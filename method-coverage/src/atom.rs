// Copyright (c) Microsoft Corporation.
// Licensed under the MIT License.

use std::collections::HashMap;
use std::ops::RangeInclusive;

use method_flow::{Label, ProbeId};

use crate::instruction::InsnId;

/// One element of a method body in emission order.
#[derive(Clone, Copy, Debug, Eq, PartialEq)]
pub enum MethodAtom {
    Label(Label),
    Insn(InsnId),
    Probe(ProbeId),
}

#[derive(Clone, Copy, Debug, Eq, PartialEq)]
pub enum AtomKind {
    Label,
    Insn,
    Probe,
}

impl MethodAtom {
    pub fn kind(&self) -> AtomKind {
        match self {
            Self::Label(_) => AtomKind::Label,
            Self::Insn(_) => AtomKind::Insn,
            Self::Probe(_) => AtomKind::Probe,
        }
    }
}

/// Emission-order list of labels, instructions and probes.
///
/// Positions are signed so that callers can probe before the first atom;
/// every lookup outside the list yields `None`.
#[derive(Clone, Debug, Default)]
pub struct Atoms {
    atoms: Vec<MethodAtom>,
    labels: HashMap<Label, usize>,
}

impl Atoms {
    pub fn push(&mut self, atom: MethodAtom) {
        if let MethodAtom::Label(label) = atom {
            // A label is placed at most once; keep the first position.
            self.labels.entry(label).or_insert(self.atoms.len());
        }

        self.atoms.push(atom);
    }

    pub fn len(&self) -> usize {
        self.atoms.len()
    }

    pub fn is_empty(&self) -> bool {
        self.atoms.is_empty()
    }

    pub fn get(&self, pos: isize) -> Option<MethodAtom> {
        usize::try_from(pos)
            .ok()
            .and_then(|pos| self.atoms.get(pos))
            .copied()
    }

    /// Position of a placed label.
    pub fn position(&self, label: Label) -> Option<isize> {
        self.labels
            .get(&label)
            .and_then(|pos| isize::try_from(*pos).ok())
    }

    pub fn contains(&self, pos: isize) -> bool {
        self.get(pos).is_some()
    }

    pub fn kind(&self, pos: isize) -> Option<AtomKind> {
        self.get(pos).map(|atom| atom.kind())
    }

    pub fn insn(&self, pos: isize) -> Option<InsnId> {
        match self.get(pos)? {
            MethodAtom::Insn(id) => Some(id),
            _ => None,
        }
    }

    pub fn label(&self, pos: isize) -> Option<Label> {
        match self.get(pos)? {
            MethodAtom::Label(label) => Some(label),
            _ => None,
        }
    }

    pub fn probe(&self, pos: isize) -> Option<ProbeId> {
        match self.get(pos)? {
            MethodAtom::Probe(probe) => Some(probe),
            _ => None,
        }
    }

    pub fn is_insn(&self, pos: isize) -> bool {
        self.insn(pos).is_some()
    }

    pub fn is_probe(&self, pos: isize) -> bool {
        self.probe(pos).is_some()
    }

    /// Positions within `from..=to` that lie inside the list.
    pub fn window(&self, from: isize, to: isize) -> RangeInclusive<isize> {
        let last = isize::try_from(self.atoms.len()).unwrap_or(isize::MAX) - 1;
        from.max(0)..=to.min(last)
    }

    /// Kind shared by the atoms at every position, or `None` if the kinds
    /// differ or any position is outside the list.
    pub fn common_kind(&self, positions: &[isize]) -> Option<AtomKind> {
        let (first, rest) = positions.split_first()?;
        let kind = self.kind(*first)?;

        for pos in rest {
            if self.kind(*pos)? != kind {
                return None;
            }
        }

        Some(kind)
    }
}

#[cfg(test)]
mod tests {
    use pretty_assertions::assert_eq;

    use super::*;

    fn atoms() -> Atoms {
        let mut atoms = Atoms::default();
        atoms.push(MethodAtom::Label(Label(0)));
        atoms.push(MethodAtom::Insn(InsnId(0)));
        atoms.push(MethodAtom::Probe(ProbeId(0)));
        atoms.push(MethodAtom::Label(Label(1)));
        atoms.push(MethodAtom::Insn(InsnId(1)));
        atoms
    }

    #[test]
    fn test_lookups_are_bounds_checked() {
        let atoms = atoms();

        assert_eq!(atoms.get(-1), None);
        assert_eq!(atoms.get(5), None);
        assert_eq!(atoms.insn(1), Some(InsnId(0)));
        assert_eq!(atoms.insn(2), None);
        assert_eq!(atoms.probe(2), Some(ProbeId(0)));
        assert_eq!(atoms.label(3), Some(Label(1)));
        assert_eq!(atoms.position(Label(1)), Some(3));
        assert_eq!(atoms.position(Label(7)), None);
    }

    #[test]
    fn test_window_is_clamped() {
        let atoms = atoms();

        assert_eq!(atoms.window(-3, 2), 0..=2);
        assert_eq!(atoms.window(2, isize::MAX), 2..=4);
        assert_eq!(atoms.window(isize::MIN, isize::MAX), 0..=4);
        assert!(atoms.window(isize::MAX, isize::MAX).is_empty());
        assert!(Atoms::default().window(0, 3).is_empty());
    }

    #[test]
    fn test_common_kind() {
        let atoms = atoms();

        assert_eq!(atoms.common_kind(&[1, 4]), Some(AtomKind::Insn));
        assert_eq!(atoms.common_kind(&[0, 3]), Some(AtomKind::Label));
        assert_eq!(atoms.common_kind(&[1, 2]), None);
        assert_eq!(atoms.common_kind(&[1, 9]), None);
        assert_eq!(atoms.common_kind(&[]), None);
    }
}
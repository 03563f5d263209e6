// Copyright (c) Microsoft Corporation.
// Licensed under the MIT License.

use serde::{Deserialize, Serialize};

#[derive(Clone, Debug, Deserialize, Eq, PartialEq, Serialize)]
#[serde(default)]
pub struct AnalyzerOptions {
    /// Merge the coverage of compiler-duplicated `finally` blocks.
    pub merge_finally_duplicates: bool,

    pub finally_shape: FinallyShape,
}

impl Default for AnalyzerOptions {
    fn default() -> Self {
        Self {
            merge_finally_duplicates: true,
            finally_shape: FinallyShape::default(),
        }
    }
}

/// Atom offsets describing how `javac` lays out the copies of a `finally`
/// block.
///
/// The defaults match the layout `javac` emits. A layout that does not fit
/// these offsets is left unmerged.
#[derive(Clone, Debug, Deserialize, Eq, PartialEq, Serialize)]
#[serde(default)]
pub struct FinallyShape {
    /// Atoms between a copy's entry label and its first atom.
    pub region_entry_skip: isize,

    /// Extra atoms at the start of the catch-all copy: the store of the caught
    /// exception and the label after it.
    pub catch_all_extra_skip: isize,

    /// Atoms checked for an `ATHROW` before the end of a catch range. A throw
    /// there means the catch handler rethrows instead of running an inlined
    /// copy.
    pub athrow_lookbehind: isize,

    /// Window, relative to the end of the first try range, that is searched
    /// for the `GOTO` jumping over the handlers to the no-exception copy.
    pub goto_lookbehind: isize,
    pub goto_lookahead: isize,

    /// Distance from the first handler label to the end of the first try range
    /// at which that end label is the handler's own entry rather than a
    /// no-exception copy.
    pub handler_adjacency: isize,

    /// Advance of the catch-all cursor from its trailing probe to the rethrow.
    pub probe_tail_primary_advance: isize,

    /// Advance of the catch handler copies from their last aligned
    /// instruction to their closing instruction.
    pub tail_duplicate_advance: isize,

    /// Window searched after the last aligned catch-all instruction for its
    /// closing instruction.
    pub end_search_min: isize,
    pub end_search_max: isize,
}

impl Default for FinallyShape {
    fn default() -> Self {
        Self {
            region_entry_skip: 1,
            catch_all_extra_skip: 2,
            athrow_lookbehind: 3,
            goto_lookbehind: 1,
            goto_lookahead: 3,
            handler_adjacency: 2,
            probe_tail_primary_advance: 4,
            tail_duplicate_advance: 2,
            end_search_min: 3,
            end_search_max: 4,
        }
    }
}

#[cfg(test)]
mod tests {
    use anyhow::Result;
    use pretty_assertions::assert_eq;

    use super::*;

    #[test]
    fn test_options_partial_config() -> Result<()> {
        let text = r#"{ "finally_shape": { "goto_lookahead": 5 } }"#;
        let options: AnalyzerOptions = serde_json::from_str(text)?;

        assert!(options.merge_finally_duplicates);
        assert_eq!(options.finally_shape.goto_lookahead, 5);
        assert_eq!(options.finally_shape.goto_lookbehind, 1);

        let text = r#"{ "merge_finally_duplicates": false }"#;
        let options: AnalyzerOptions = serde_json::from_str(text)?;

        assert!(!options.merge_finally_duplicates);
        assert_eq!(options.finally_shape, FinallyShape::default());

        Ok(())
    }
}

__________

* _Work to be completed_: Say how many lines in the records contain the string "list", and say nothing else.

* _Answer_: 4